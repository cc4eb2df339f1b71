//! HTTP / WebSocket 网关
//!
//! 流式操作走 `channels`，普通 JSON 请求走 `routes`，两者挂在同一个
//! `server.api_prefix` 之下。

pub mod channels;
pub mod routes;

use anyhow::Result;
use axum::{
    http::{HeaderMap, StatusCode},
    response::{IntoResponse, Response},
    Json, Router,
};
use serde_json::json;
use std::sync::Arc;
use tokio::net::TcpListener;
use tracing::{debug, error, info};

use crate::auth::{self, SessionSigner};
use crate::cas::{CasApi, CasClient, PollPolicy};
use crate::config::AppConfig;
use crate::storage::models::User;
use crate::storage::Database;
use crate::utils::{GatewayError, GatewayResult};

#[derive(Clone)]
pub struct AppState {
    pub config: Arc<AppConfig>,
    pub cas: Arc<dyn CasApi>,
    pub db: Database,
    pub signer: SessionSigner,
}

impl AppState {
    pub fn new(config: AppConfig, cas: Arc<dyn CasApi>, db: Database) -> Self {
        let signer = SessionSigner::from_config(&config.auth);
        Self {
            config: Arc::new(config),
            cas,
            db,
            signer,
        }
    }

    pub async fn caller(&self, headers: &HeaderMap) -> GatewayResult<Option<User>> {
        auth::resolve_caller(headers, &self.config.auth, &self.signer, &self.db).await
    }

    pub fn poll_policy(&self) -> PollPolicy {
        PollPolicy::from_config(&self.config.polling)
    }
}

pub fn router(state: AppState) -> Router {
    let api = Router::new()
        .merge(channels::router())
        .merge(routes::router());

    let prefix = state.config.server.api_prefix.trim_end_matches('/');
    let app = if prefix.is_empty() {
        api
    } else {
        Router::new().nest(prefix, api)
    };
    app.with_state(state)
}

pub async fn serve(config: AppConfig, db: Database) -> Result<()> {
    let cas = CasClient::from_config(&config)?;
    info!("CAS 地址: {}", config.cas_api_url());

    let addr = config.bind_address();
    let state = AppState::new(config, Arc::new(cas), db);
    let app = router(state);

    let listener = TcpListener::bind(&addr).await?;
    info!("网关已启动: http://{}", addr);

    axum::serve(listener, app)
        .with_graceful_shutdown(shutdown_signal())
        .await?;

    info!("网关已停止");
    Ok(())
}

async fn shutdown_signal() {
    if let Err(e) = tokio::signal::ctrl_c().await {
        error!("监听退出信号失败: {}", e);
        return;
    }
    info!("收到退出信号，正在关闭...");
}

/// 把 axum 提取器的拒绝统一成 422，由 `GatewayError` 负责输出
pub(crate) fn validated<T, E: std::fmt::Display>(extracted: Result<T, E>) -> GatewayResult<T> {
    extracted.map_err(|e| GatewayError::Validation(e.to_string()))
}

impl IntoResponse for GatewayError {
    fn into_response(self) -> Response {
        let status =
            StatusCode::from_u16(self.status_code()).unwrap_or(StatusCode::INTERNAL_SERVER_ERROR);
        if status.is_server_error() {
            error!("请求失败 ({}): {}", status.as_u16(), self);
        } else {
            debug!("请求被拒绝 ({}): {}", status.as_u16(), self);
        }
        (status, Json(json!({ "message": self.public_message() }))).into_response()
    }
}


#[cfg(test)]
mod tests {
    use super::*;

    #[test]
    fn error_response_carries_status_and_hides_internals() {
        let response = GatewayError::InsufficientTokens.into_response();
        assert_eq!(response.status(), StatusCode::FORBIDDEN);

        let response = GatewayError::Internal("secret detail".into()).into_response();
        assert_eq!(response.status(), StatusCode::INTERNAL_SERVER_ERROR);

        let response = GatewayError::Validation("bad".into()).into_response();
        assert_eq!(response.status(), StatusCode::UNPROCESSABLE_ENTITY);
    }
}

...

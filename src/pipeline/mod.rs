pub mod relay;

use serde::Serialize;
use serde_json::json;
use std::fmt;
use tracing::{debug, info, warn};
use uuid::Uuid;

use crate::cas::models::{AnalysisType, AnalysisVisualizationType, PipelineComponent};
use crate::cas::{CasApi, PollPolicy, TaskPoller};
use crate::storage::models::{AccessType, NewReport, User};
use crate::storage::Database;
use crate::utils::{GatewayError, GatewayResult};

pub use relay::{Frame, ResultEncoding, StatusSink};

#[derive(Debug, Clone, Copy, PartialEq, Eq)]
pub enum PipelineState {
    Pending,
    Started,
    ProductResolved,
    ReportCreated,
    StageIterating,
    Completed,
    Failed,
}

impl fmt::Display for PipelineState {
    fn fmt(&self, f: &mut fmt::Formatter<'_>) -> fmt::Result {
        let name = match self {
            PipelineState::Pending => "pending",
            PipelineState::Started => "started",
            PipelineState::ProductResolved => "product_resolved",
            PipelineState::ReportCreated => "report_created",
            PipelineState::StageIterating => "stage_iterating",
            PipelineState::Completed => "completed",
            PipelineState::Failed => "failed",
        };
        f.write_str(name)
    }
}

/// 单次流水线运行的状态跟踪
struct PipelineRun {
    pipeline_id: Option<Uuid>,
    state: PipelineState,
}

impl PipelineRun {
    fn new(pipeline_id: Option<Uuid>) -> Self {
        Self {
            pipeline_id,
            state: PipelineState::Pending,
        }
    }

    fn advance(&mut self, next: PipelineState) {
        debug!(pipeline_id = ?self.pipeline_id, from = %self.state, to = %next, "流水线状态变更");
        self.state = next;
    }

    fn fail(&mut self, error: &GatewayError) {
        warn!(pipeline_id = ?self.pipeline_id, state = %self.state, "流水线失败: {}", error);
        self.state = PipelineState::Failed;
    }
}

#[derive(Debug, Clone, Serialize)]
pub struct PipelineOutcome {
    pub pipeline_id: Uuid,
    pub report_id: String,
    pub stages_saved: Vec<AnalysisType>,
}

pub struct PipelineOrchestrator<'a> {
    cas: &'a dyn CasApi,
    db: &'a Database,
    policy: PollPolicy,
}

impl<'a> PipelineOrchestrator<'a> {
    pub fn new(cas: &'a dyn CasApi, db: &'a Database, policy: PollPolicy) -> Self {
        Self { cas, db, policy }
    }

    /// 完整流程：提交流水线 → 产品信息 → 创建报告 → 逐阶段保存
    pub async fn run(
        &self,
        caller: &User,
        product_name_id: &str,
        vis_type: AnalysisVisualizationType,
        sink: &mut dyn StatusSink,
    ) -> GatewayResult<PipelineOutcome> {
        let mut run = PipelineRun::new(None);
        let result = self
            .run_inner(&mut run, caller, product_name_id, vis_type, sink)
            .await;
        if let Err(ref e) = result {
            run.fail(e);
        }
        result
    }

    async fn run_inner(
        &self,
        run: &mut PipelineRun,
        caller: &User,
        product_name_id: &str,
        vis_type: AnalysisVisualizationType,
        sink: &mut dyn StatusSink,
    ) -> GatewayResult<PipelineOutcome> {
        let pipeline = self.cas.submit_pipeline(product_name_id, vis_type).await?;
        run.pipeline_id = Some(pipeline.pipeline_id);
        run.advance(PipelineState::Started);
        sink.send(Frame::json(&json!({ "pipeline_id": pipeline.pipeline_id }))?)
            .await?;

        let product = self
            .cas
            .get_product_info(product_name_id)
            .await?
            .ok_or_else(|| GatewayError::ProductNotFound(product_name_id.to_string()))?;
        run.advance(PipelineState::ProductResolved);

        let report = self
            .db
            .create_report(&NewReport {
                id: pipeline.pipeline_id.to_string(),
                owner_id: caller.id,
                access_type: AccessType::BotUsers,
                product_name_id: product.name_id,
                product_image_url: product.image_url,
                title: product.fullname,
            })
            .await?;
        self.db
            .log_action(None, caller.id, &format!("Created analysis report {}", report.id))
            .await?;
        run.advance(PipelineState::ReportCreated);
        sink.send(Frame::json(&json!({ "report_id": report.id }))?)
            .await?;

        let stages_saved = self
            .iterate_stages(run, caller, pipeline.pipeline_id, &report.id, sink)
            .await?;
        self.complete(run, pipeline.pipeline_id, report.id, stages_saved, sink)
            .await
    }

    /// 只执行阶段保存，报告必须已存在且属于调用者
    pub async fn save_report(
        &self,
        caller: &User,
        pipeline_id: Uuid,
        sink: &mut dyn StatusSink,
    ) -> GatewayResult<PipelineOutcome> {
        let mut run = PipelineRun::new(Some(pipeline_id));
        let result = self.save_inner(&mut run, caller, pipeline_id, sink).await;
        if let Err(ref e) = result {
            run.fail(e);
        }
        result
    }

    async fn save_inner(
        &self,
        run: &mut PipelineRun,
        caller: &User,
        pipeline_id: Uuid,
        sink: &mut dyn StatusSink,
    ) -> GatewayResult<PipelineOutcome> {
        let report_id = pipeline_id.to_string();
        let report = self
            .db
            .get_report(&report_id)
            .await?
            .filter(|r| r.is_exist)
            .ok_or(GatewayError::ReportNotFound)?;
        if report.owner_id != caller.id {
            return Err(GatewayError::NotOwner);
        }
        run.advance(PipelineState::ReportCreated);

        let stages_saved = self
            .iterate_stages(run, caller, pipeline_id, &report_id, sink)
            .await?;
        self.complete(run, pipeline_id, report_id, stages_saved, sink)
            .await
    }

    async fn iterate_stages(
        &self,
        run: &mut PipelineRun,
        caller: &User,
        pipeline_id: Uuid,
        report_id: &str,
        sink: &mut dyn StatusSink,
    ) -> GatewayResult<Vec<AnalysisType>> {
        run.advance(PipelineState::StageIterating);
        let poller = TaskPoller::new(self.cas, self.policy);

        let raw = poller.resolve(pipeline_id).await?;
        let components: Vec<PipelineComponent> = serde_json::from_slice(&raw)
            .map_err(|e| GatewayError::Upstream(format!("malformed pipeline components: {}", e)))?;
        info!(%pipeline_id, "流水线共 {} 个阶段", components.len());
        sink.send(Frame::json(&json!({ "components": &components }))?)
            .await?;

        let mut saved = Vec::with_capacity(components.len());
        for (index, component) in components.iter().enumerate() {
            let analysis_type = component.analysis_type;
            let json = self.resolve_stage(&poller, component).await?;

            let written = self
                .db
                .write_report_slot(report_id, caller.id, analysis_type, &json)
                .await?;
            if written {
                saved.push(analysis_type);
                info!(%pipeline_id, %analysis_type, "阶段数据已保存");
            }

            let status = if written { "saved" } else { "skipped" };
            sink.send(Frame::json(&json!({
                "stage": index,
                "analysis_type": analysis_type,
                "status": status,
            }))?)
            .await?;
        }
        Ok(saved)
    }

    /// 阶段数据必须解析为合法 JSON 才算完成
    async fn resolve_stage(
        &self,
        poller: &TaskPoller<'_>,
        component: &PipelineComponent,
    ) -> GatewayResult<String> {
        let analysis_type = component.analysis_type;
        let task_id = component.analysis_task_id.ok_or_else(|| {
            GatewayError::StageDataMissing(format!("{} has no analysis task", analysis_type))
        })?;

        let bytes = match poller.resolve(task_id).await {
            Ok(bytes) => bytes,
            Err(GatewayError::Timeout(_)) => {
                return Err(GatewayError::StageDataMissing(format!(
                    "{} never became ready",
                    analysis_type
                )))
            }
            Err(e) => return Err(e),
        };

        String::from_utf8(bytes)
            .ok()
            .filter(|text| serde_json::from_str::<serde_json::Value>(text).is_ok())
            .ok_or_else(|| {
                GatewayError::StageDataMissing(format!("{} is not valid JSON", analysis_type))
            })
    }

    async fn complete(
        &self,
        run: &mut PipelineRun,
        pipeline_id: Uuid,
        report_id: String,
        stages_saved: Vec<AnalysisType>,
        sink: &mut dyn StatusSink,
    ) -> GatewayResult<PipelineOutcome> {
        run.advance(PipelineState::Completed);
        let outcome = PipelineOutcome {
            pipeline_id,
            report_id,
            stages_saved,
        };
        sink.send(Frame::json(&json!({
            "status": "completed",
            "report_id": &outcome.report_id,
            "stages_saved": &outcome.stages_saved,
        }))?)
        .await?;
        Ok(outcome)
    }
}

◆ Aim of the task ◆
Among the lines of the listing above, which ones hold "models"? Copy them.

◆ Answer section ◆
use crate::storage::models::User;
use crate::cas::models::{AnalysisType, AnalysisVisualizationType, PipelineComponent};
use crate::storage::models::{AccessType, NewReport, User};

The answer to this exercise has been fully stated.